Guillaume Gallozzi (11 February 1958, in Aix-en-Provence – 25 December 1995, in Paris) was a French art dealer associated with graffiti art. He lived and worked in New York and rose to prominence in the 1980s and '90s through his promotion of graffiti pioneers and, later, of British art. He had a reputation for being quixotic, brilliant and stylish ("more worthy of a novel than a brief obituary," per The Independent), and played a role in the careers of significant artists such as Jean-Michel Basquiat, Keith Haring, Stan Peskett and Steven Sykes. In 1980, he opened Braathen-Gallozzi Fine Art with Barbara Braathen at 76 Duane Street in New York City and presented the first significant solo exhibition of Stan Peskett's installation art in 1981. In 1983, Gallozzi and partner Joe La Placa (the latter went on to found All Visual Arts in London in 2007) opened the Gallozzi-La Placa Gallery in TriBeCa. Gallozzi continued to represent Peskett’s work as his dealer well into the 1990s.

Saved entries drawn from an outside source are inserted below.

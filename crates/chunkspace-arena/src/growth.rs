//! Chunk growth schedules.
//!
//! An arena asks for progressively larger chunks as it grows: the n-th
//! chunk request is served at the level the schedule names for step n.
//! Past the end of a schedule its last entry repeats, so growth is bounded.

use chunkspace_core::{ChunkLevel, ClientCategory};

/// A static schedule of chunk levels, one entry per growth step.
#[derive(Debug, PartialEq, Eq)]
pub struct ArenaGrowthPolicy {
    steps: &'static [ChunkLevel],
}

const fn lv(level: u8) -> ChunkLevel {
    match ChunkLevel::new(level) {
        Some(l) => l,
        None => panic!("growth schedule names a level past the finest"),
    }
}

// Levels: 0 = 4M, 2 = 1M, 3 = 512K, 4 = 256K, 6 = 64K, 7 = 32K,
// 8 = 16K, 9 = 8K, 10 = 4K, 11 = 2K, 12 = 1K.

static STANDARD_NON_CLASS: ArenaGrowthPolicy = ArenaGrowthPolicy {
    steps: &[lv(10), lv(10), lv(10), lv(9), lv(8), lv(7), lv(6)],
};

static STANDARD_CLASS: ArenaGrowthPolicy = ArenaGrowthPolicy {
    steps: &[lv(11), lv(11), lv(10), lv(9), lv(8)],
};

static REFLECTION_NON_CLASS: ArenaGrowthPolicy = ArenaGrowthPolicy {
    steps: &[lv(12), lv(12), lv(11)],
};

static REFLECTION_CLASS: ArenaGrowthPolicy = ArenaGrowthPolicy { steps: &[lv(12)] };

static MIRROR_HOLDER: ArenaGrowthPolicy = ArenaGrowthPolicy { steps: &[lv(12)] };

static BOOT_NON_CLASS: ArenaGrowthPolicy = ArenaGrowthPolicy {
    steps: &[lv(2), lv(1), lv(0)],
};

static BOOT_CLASS: ArenaGrowthPolicy = ArenaGrowthPolicy {
    steps: &[lv(4), lv(3), lv(2)],
};

impl ArenaGrowthPolicy {
    /// The schedule for an arena of `category` serving class or non-class
    /// metadata.
    pub fn for_category(category: ClientCategory, is_class: bool) -> &'static ArenaGrowthPolicy {
        match (category, is_class) {
            (ClientCategory::Standard, false) => &STANDARD_NON_CLASS,
            (ClientCategory::Standard, true) => &STANDARD_CLASS,
            (ClientCategory::Reflection, false) => &REFLECTION_NON_CLASS,
            (ClientCategory::Reflection, true) => &REFLECTION_CLASS,
            (ClientCategory::ClassMirrorHolder, _) => &MIRROR_HOLDER,
            (ClientCategory::Boot, false) => &BOOT_NON_CLASS,
            (ClientCategory::Boot, true) => &BOOT_CLASS,
        }
    }

    /// Level for the `step`-th chunk request (zero-based).
    pub fn level_at_step(&self, step: usize) -> ChunkLevel {
        let last = self.steps.len() - 1;
        self.steps[step.min(last)]
    }

    /// The raw schedule.
    pub fn steps(&self) -> &'static [ChunkLevel] {
        self.steps
    }
}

In the mid-1980s Gallozzi diversified into representing Italian Futurists, the Hudson River School and British surrealists, and mounted notable exhibitions until 1988, when the Gallozzi-La Placa Gallery ceased active operations. In the meantime, however, Stan Peskett had introduced Gallozzi to the drama of war art, specifically to British war artists and, in 1989, working with The British Council USA (cultural department of the British Embassy in Washington DC) and its then cultural affairs officer Barbara Rosen, Gallozzi mounted a show of British war artists at the National Museum of the United States Navy in Washington DC. Several of Gallozzi's catalogs, including those on war art, are collector's items, other examples being Metamorphose: British Surrealists and Neo-romantics (1992), and Back in No Time (1994), a catalog featuring works of painter and performance artist Brion Gysin. The only criticism leveled at Gallozzi during the final few years of his life is that his tastes had become, if anything, too sophisticated, or "decidedly récherché" as The New Yorker put it. Gallozzi died in Paris on Christmas Day, 1995, aged 37, having fought brain cancer for five years.